This is toxic masculinity. And we are tired of absorbing it.

(photo credit: Unsplash – Alex Mihai)

I was on my way to the dentist, feeling anxious because I had a broken tooth and was sure the repair would be expensive and painful and that it must somehow be my fault and I’d be shamed for not flossing, eating hard candy, or clenching my teeth when I sleep. I was also feeling a little guilty for driving the two blocks, but didn’t want to have to walk home in the extreme cold with a frozen mouth.

Driving slowly through the parking lot, I got hit from behind by another car. In my anxious state of mind, my automatic thought was that I must have done something wrong because I was distracted. But just as quickly, I realized that there was nothing I could have done in that moment that would have caused the bump – it had to be something that hit me.

I turned and processed what had happened. A car was pulling out, hadn’t seen me, and hit the back passenger side of my car.

The driver of the car that hit me pulled up beside me and we both rolled down our windows. “I’m sorry,” said the guy, looking strangely frantic, given how minor the incident was, “but I didn’t hit you.”

“What do you mean you didn’t hit me? My car moved. Clearly you hit me.”

“Look,” he said, pointing back, “there’s a block of ice on the ground – that’s what you hit.”

“What are you talking about?” I said, looking in the mirror at the tiny block of ice. “How could a block of ice have caused my car to move like that?”

And then he just kept yelling “I didn’t hit you! I didn’t hit you!”

And I said, in as calm a voice as I could muster, “Can we just get out of our cars and look at our cars to see if there is any damage?”

His voice began to escalate. “But I didn’t hit you!!”

“Before you drive away, I’m JUST asking you to get out of your car and come with me so we can see if there is damage.”

He kept yelling, but got out of his car and we both went to look at the side of my car. Sure enough, there was a small dent on the fender near the wheel (ironically in the same spot I’d had repaired a few months earlier after I’d backed into a pole).

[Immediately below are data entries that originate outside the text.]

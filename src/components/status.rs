//! # Read-only view of every component's status.
//!
//! Each controller publishes its [`LifecycleStatus`] through a
//! [`tokio::sync::watch`] cell. [`StatusBoard`] holds the receiving ends, so
//! statuses can be read (or awaited) concurrently with lifecycle progression
//! without touching the container's locks.
//!
//! ## Rules
//! - Reads are **lock-per-component**: one slow reader never blocks progression.
//! - The board is built once, when the container seals its registry.
//! - [`StatusBoard::snapshot`] lists components in registration order.

use std::collections::HashMap;
use std::fmt;
use std::sync::Arc;

use tokio::sync::watch;

use crate::components::ComponentId;
use crate::lifecycle::LifecycleStatus;

/// Shared, cloneable status view.
#[derive(Clone, Default)]
pub struct StatusBoard {
    order: Arc<Vec<ComponentId>>,
    cells: Arc<HashMap<ComponentId, watch::Receiver<LifecycleStatus>>>,
}

impl StatusBoard {
    /// Builds a board from `(id, receiver)` pairs in registration order.
    pub(crate) fn new(entries: Vec<(ComponentId, watch::Receiver<LifecycleStatus>)>) -> Self {
        let order = entries.iter().map(|(id, _)| id.clone()).collect();
        let cells = entries.into_iter().collect();
        Self {
            order: Arc::new(order),
            cells: Arc::new(cells),
        }
    }

    /// Current status of `id`, or `None` if no such component is registered.
    pub fn status(&self, id: &str) -> Option<LifecycleStatus> {
        self.cells.get(id).map(|rx| *rx.borrow())
    }

    /// Every component with its current status, in registration order.
    pub fn snapshot(&self) -> Vec<(ComponentId, LifecycleStatus)> {
        self.order
            .iter()
            .filter_map(|id| self.status(id.as_str()).map(|s| (id.clone(), s)))
            .collect()
    }

    /// Waits until `id` reaches at least `status`.
    ///
    /// Returns the reached status, or `None` if the component is unknown or its
    /// controller was dropped first.
    pub async fn wait_for(&self, id: &str, status: LifecycleStatus) -> Option<LifecycleStatus> {
        let mut rx = self.cells.get(id)?.clone();
        rx.wait_for(|s| *s >= status).await.ok().map(|s| *s)
    }

    /// Number of components on the board.
    pub fn len(&self) -> usize {
        self.order.len()
    }

    /// Returns true if no component is registered.
    pub fn is_empty(&self) -> bool {
        self.order.is_empty()
    }
}

impl fmt::Debug for StatusBoard {
    fn fmt(&self, f: &mut fmt::Formatter<'_>) -> fmt::Result {
        f.debug_map().entries(self.snapshot()).finish()
    }
}

#[cfg(test)]
mod tests {
    use super::*;

    #[tokio::test]
    async fn test_board_reflects_sender_updates() {
        let (tx_a, rx_a) = watch::channel(LifecycleStatus::New);
        let (_tx_b, rx_b) = watch::channel(LifecycleStatus::New);
        let board = StatusBoard::new(vec![("a".into(), rx_a), ("b".into(), rx_b)]);

        tx_a.send_replace(LifecycleStatus::Started);

        assert_eq!(board.status("a"), Some(LifecycleStatus::Started));
        assert_eq!(board.status("b"), Some(LifecycleStatus::New));
        assert_eq!(board.status("missing"), None);
        assert_eq!(
            board.snapshot(),
            vec![
                ("a".into(), LifecycleStatus::Started),
                ("b".into(), LifecycleStatus::New)
            ]
        );
    }

    #[tokio::test]
    async fn test_wait_for_status() {
        let (tx, rx) = watch::channel(LifecycleStatus::New);
        let board = StatusBoard::new(vec![("a".into(), rx)]);

        let waiter = {
            let board = board.clone();
            tokio::spawn(async move { board.wait_for("a", LifecycleStatus::Started).await })
        };
        tx.send_replace(LifecycleStatus::Initialized);
        tx.send_replace(LifecycleStatus::Started);

        assert_eq!(waiter.await.unwrap(), Some(LifecycleStatus::Started));
        assert_eq!(board.wait_for("nope", LifecycleStatus::New).await, None);
    }
}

“I didn’t hit you!” He yelled. “How do I know that dent wasn’t there before?!” (Well, for one thing, I knew because that whole section of the car’s body had been repaired and repainted, but I didn’t think to say that at the moment.) He started wildly flinging his arms, pointing at other dings and marks on the car. “Next you’re going to say I caused that! And that! And that!”

“No, but you DID cause THAT!” I said – pointing at the small dent.

“I DIDN’T HIT YOU! LOOK – THERE’S THE BLOCK OF ICE. AND LOOK AT THE SKID MARKS BY THE BLOCK OF ICE. YOUR CAR WAS HIT BY THAT AND THE DENT WAS ON YOUR CAR ALREADY!”

I glanced toward where he was pointing. In the thin layer of snow on the ground, my tire marks showed clearly where I’d been traveling in a straight line and then was jolted five inches to the left. Near the zigzag was not a block of ice, but a lump of compacted snow that had likely been dislodged from my mud flaps on impact.

As quickly as I’d glanced away, though, I turned back to look into his eyes. Instinctively I knew I couldn’t take my eyes off this raging, irrational man or I would not be safe. Behind the anger in his eyes, I could see something else. Fear? Trauma? Shame? Maybe he was driving without a license? Maybe he’d been traumatized by parents who wouldn’t allow him to make mistakes? My mind reeled with the possibilities, wondering what parts of his history and his pain I needed to draw on to diffuse this situation.

“Look – I’m not going to take you to court or anything, so stop over-reacting and simply realize that what just happened could only have happened if your car hit mine.” My fingers touched the edge of the cell phone in my pocket, wondering whether I should pull it out to record this moment or take a photo of his license plate.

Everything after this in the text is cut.